The Guildhall, which was built in 1888 to provide municipal offices and courts, was used until 2010 when the authority left.
Graham Chapman, council deputy leader, said the redevelopment would provide the city with a four-star hotel and "preserve" the landmark.
Developer Sanguine Hospitality said it would retain the building's grandeur.Luxury accommodation
Mr Chapman said: "Since vacating The Guildhall for Loxley House three years ago, we have known it would make an excellent opportunity as a quality hotel, for the right company.
The Guildhall's history
- The Guildhall was opened on 27 September 1888
- About two million bricks were used in its construction and it was clad with Darley Dale stone
- It was finished in the French Renaissance style with two statuettes of Justice and Equity at its front
- The courts were used for TV and film, including Freddie Starr sketches, Crossroads and the Shane Meadows film TwentyFourSeven
"We need four star-plus hotel accommodation in the city centre and we want to preserve what is an historic landmark. This scheme will do both."

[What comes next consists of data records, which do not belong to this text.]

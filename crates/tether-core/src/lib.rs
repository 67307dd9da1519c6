//! Tether Core - connection profile store and authentication resolver
//!
//! This crate provides named connection profiles persisted through a
//! pluggable settings backend, active-profile selection, and resolution of
//! the authentication mechanism a profile implies.

#![forbid(unsafe_code)]
#![warn(clippy::all, clippy::pedantic)]

pub mod auth;
pub mod config;
pub mod profile;

pub use auth::{validate, AuthType, ValidationResult};
pub use config::{ConfigError, ConfigResult, ConfigScope, ConfigurationStore};
pub use profile::{Profile, ProfileCollection, ProfileDetail, ProfileStore};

The Guildhall is on the same site as Nottingham's Central police and fire stations, which have both been put up for sale.
Mr Chapman said a hotel should make the buildings more appealing to potential developers.
There had been fears the 1940 buildings would be demolished.
The council said it has entered into an exclusivity agreement with the developer while discussions take place with English Heritage.
The Guildhall replaced the Town Hall, on Weekday Cross, Nottingham, which was demolished in 1894 after it was bought by the Great Central Railway.